** Opening Provided material block **

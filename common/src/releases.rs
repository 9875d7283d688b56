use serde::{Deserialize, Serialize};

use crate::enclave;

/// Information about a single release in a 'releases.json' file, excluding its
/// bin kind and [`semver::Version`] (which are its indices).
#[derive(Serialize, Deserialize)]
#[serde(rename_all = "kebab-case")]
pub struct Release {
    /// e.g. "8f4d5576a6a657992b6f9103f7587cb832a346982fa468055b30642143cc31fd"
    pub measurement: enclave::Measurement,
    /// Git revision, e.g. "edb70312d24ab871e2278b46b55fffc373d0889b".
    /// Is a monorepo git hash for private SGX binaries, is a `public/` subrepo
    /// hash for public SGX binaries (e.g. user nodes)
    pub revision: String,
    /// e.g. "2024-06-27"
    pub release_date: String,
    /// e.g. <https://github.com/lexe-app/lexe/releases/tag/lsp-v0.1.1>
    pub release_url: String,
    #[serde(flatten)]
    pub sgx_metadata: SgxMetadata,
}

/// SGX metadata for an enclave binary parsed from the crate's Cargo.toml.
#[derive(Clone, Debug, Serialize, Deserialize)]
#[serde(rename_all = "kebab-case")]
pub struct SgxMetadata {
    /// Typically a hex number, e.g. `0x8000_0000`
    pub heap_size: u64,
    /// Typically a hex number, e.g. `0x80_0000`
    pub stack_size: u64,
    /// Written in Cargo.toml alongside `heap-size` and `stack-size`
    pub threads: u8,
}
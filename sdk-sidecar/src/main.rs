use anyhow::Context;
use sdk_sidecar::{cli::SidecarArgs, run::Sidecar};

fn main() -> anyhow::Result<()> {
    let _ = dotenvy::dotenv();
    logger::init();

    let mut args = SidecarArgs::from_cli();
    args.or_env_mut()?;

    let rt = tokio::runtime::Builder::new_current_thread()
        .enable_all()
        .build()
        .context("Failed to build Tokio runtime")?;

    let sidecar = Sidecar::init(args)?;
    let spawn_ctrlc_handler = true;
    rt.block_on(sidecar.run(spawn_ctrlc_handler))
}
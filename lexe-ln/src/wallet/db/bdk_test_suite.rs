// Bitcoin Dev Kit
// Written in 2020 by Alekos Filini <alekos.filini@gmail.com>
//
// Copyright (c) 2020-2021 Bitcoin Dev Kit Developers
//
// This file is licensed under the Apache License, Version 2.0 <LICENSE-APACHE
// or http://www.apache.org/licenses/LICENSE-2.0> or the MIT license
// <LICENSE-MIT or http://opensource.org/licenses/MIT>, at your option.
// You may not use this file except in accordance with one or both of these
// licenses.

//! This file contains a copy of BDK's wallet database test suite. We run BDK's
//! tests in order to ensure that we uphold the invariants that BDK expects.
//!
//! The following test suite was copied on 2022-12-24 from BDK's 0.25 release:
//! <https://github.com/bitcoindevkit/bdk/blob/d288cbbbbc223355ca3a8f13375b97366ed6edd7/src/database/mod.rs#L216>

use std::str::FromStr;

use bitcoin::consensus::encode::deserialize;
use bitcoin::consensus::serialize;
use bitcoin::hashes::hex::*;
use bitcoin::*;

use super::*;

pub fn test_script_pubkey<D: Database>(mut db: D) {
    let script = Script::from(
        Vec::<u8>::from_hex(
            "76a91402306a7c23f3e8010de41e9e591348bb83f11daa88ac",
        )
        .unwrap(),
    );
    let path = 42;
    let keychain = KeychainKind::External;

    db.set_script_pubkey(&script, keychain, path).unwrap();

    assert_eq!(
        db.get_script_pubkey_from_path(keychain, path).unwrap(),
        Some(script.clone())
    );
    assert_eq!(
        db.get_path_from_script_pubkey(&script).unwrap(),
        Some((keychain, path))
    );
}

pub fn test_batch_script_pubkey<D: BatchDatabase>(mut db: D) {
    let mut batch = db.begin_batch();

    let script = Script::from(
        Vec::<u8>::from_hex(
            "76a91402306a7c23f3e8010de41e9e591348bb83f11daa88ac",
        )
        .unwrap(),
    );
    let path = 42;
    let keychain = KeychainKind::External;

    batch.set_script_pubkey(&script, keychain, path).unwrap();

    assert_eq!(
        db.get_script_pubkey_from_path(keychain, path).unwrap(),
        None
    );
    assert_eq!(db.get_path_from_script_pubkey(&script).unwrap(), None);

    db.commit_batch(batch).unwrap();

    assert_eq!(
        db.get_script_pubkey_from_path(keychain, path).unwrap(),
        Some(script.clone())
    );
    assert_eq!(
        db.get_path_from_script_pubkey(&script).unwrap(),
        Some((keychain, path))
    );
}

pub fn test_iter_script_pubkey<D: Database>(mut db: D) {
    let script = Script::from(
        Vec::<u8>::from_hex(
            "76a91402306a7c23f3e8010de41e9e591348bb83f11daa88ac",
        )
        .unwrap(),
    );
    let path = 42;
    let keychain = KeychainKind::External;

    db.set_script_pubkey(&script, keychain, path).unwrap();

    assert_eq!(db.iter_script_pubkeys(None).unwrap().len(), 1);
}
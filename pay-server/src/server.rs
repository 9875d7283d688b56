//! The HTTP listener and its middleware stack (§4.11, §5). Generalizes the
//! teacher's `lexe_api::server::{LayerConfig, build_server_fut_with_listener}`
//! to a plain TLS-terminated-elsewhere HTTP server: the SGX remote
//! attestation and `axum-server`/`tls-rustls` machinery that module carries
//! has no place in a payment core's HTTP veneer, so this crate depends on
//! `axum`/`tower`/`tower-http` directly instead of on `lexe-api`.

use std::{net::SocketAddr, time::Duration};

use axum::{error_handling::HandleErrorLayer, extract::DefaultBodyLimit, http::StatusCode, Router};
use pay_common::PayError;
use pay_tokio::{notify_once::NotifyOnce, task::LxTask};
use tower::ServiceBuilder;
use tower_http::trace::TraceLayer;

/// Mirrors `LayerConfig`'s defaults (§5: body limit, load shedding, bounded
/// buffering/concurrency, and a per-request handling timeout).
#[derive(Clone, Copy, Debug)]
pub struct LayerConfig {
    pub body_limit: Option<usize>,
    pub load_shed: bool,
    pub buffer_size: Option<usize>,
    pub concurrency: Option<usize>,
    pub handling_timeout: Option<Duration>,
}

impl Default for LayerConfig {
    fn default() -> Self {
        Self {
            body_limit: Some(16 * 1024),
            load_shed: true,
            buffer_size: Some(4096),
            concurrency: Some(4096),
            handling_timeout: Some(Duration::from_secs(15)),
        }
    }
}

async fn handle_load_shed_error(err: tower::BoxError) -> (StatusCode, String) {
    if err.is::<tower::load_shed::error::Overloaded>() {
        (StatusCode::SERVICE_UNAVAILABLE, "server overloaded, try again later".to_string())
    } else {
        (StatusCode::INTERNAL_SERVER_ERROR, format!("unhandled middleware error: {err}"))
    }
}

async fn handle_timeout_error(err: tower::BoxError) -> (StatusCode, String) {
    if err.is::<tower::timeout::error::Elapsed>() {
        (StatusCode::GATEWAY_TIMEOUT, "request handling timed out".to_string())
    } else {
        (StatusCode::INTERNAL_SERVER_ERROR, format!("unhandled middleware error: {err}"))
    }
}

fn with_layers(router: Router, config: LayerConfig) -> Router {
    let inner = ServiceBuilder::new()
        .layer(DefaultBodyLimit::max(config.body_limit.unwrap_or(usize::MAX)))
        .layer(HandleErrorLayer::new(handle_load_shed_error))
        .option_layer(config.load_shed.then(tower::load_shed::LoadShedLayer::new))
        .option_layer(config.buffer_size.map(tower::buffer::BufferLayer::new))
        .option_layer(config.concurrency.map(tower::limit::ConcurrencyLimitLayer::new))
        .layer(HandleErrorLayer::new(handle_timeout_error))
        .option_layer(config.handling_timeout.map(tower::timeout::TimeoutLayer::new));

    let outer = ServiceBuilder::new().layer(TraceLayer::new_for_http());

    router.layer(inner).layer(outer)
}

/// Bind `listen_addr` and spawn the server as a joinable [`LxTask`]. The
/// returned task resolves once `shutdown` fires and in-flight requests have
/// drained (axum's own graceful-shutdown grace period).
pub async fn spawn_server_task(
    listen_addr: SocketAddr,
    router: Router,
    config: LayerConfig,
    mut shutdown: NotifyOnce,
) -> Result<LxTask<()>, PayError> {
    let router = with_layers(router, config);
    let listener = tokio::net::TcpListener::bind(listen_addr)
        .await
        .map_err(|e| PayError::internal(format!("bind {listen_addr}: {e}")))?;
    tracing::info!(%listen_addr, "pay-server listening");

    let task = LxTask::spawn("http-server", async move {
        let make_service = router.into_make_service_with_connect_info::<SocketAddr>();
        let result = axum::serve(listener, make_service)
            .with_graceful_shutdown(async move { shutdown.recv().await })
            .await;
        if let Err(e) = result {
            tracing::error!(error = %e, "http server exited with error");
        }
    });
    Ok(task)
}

** Closing Provided material block **
** Opening Provided material block **

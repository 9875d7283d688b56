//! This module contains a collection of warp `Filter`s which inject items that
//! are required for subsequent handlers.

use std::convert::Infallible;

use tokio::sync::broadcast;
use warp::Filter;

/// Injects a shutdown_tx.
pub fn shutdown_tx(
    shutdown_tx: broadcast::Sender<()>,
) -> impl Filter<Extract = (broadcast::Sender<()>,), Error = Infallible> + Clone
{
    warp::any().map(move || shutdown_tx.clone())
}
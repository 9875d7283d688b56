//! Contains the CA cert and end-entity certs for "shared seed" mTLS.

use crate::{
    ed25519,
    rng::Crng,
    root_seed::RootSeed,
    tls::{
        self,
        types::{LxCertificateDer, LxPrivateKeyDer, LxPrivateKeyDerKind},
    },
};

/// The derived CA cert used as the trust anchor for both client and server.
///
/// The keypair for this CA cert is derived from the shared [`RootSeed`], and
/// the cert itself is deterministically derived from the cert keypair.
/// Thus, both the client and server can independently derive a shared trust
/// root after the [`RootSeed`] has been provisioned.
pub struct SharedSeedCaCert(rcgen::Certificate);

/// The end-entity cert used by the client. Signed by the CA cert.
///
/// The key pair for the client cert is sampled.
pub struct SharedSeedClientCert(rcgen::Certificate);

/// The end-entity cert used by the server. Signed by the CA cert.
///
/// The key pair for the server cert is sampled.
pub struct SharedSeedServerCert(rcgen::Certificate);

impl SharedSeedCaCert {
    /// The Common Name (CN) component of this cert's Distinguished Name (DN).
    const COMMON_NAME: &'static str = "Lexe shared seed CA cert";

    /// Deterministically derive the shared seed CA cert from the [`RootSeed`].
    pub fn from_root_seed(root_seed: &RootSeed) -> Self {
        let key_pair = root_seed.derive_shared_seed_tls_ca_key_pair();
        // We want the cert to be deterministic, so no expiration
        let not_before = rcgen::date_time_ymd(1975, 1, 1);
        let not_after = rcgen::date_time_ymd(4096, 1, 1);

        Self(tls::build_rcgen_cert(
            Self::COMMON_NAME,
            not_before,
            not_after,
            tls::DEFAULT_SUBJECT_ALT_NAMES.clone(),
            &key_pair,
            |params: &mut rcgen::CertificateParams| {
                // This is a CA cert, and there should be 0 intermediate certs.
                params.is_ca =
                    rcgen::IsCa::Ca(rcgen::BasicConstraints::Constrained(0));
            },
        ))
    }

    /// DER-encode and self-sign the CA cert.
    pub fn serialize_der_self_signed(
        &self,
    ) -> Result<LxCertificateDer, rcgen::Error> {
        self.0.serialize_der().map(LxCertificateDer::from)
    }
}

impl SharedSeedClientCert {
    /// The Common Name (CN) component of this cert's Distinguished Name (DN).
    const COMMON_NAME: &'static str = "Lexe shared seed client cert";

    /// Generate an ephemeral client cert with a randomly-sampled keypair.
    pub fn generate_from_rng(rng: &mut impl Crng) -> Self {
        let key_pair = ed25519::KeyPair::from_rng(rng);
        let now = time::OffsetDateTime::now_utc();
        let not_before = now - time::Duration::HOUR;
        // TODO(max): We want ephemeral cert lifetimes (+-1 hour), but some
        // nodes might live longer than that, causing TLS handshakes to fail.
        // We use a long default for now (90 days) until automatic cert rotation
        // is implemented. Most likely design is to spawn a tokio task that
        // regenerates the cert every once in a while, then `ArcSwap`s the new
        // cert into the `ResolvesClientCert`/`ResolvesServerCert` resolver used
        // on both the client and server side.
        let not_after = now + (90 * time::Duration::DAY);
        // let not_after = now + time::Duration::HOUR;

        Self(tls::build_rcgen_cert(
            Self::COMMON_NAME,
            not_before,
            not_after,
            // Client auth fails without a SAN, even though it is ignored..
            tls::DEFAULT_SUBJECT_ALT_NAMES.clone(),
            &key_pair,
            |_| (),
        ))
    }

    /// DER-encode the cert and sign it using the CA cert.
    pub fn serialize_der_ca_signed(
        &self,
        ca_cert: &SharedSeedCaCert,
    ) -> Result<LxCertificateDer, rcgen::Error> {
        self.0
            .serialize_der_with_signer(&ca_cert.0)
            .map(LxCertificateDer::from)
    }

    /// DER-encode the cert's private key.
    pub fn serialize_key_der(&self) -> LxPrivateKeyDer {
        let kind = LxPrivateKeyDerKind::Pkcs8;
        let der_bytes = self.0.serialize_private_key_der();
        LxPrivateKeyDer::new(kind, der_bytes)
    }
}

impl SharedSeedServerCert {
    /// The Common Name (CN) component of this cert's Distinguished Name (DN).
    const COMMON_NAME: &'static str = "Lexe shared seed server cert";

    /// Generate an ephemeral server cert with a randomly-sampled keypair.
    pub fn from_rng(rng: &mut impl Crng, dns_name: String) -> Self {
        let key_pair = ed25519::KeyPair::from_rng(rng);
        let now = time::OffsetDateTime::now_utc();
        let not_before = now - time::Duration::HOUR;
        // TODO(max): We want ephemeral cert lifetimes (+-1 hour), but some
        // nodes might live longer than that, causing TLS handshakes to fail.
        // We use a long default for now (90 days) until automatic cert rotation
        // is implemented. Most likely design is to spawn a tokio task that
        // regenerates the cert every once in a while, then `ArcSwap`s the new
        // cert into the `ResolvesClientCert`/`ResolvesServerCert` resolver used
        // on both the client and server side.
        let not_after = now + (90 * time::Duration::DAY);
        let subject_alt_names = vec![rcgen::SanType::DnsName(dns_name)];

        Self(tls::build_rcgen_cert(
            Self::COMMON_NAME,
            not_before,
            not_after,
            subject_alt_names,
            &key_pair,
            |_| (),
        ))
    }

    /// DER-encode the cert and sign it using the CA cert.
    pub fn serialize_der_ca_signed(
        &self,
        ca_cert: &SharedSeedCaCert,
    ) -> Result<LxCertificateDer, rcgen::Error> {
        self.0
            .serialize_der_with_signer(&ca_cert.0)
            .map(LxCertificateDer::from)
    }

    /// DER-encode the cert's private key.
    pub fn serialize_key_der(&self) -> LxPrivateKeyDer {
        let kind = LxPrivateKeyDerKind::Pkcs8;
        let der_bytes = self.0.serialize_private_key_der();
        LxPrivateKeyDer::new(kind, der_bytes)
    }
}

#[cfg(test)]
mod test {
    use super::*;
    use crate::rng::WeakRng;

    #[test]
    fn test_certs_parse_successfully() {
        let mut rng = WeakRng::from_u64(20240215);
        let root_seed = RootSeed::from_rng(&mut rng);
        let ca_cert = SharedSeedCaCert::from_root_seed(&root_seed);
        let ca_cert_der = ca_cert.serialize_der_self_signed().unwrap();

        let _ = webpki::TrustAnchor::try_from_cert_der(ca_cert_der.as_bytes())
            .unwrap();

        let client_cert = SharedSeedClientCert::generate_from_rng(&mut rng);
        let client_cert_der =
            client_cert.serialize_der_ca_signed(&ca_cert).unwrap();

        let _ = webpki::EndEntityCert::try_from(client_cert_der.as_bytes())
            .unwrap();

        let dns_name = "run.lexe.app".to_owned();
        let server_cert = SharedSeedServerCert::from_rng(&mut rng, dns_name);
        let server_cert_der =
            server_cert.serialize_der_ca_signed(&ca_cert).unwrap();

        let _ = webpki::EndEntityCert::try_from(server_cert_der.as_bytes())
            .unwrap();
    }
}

** Closing Provided material block **

What the task requires
In the listing above, transcribe exactly everything from the line containing "filename common/src/releases.rs" down to the line containing "are its indices).", including both and nothing more.

Result of the exercise
filename common/src/releases.rs
repository 9875d7283d688b56
use serde::{Deserialize, Serialize};

use crate::enclave;

/// Information about a single release in a 'releases.json' file, excluding its
/// bin kind and [`semver::Version`] (which are its indices).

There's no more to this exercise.